*** Block opens ***

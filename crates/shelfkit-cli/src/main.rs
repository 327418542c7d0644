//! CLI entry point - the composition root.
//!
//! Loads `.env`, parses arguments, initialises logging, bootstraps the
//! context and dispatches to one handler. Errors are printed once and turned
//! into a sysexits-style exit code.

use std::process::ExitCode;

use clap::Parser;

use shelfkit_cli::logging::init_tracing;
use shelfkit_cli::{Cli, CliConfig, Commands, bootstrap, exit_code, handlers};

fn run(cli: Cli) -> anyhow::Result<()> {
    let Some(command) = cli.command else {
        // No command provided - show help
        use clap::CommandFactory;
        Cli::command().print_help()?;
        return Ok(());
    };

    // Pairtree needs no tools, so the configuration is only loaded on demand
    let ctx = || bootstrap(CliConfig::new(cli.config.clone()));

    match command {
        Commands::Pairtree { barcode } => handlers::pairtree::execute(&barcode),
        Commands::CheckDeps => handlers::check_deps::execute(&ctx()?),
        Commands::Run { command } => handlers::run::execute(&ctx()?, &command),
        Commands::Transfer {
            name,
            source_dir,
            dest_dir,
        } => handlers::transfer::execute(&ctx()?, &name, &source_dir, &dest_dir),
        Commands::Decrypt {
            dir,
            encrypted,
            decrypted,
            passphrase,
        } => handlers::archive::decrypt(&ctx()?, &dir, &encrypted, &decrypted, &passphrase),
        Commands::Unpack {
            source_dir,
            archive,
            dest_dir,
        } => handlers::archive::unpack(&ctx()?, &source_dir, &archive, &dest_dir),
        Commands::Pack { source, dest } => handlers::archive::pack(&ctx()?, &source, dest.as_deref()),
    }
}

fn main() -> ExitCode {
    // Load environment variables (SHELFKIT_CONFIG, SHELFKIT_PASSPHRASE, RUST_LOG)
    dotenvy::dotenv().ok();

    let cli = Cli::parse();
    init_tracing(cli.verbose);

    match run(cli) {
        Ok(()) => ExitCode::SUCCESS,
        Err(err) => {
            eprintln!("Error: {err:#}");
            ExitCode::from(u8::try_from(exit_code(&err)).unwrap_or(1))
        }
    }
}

*** Block closes ***
*** Block opens ***

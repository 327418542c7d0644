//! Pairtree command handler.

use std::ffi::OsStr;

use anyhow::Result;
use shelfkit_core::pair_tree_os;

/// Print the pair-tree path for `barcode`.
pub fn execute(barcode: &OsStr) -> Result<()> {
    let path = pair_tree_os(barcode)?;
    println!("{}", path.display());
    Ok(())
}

*** Block closes ***
*** Block opens ***

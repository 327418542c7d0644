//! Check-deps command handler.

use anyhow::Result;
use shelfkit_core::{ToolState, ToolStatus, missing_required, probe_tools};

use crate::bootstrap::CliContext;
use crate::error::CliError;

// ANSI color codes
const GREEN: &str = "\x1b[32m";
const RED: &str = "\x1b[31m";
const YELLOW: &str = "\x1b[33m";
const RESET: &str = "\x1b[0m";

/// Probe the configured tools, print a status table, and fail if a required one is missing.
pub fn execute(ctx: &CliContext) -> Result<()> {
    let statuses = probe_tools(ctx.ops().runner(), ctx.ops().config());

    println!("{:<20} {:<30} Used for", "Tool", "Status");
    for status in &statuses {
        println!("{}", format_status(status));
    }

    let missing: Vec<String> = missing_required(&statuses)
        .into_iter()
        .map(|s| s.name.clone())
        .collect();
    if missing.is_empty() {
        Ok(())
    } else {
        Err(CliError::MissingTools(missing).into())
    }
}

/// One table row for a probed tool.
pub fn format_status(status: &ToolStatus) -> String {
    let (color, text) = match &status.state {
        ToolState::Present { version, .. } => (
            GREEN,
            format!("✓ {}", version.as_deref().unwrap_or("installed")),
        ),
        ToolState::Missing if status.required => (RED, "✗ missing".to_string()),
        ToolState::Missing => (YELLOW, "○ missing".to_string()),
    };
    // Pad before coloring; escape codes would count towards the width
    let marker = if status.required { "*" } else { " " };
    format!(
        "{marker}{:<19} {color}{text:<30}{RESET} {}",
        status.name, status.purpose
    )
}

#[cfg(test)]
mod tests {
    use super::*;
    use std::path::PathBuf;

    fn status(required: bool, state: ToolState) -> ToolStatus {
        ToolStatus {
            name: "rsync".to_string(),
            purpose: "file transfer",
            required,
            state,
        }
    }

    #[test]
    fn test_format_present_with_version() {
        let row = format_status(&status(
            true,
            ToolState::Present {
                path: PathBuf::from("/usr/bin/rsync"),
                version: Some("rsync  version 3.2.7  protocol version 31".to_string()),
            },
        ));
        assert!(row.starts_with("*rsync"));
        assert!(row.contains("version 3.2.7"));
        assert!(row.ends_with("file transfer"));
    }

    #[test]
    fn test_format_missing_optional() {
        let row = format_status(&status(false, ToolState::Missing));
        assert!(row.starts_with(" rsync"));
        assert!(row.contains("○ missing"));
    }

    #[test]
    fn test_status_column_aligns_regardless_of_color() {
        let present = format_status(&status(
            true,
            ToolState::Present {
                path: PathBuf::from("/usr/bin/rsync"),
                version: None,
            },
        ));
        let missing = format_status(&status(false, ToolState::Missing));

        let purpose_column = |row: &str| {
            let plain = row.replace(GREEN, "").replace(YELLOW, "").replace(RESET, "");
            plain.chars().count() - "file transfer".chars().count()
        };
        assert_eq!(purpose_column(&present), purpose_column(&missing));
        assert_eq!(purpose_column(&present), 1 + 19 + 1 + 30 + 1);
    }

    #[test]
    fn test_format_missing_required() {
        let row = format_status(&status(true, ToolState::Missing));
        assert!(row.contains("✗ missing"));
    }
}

*** Block closes ***

[Exercise details]
Go through the entries above and pull out each line with "YELLOW" in it.

[Written reply]
const YELLOW: &str = "\x1b[33m";
        ToolState::Missing => (YELLOW, "○ missing".to_string()),
            let plain = row.replace(GREEN, "").replace(YELLOW, "").replace(RESET, "");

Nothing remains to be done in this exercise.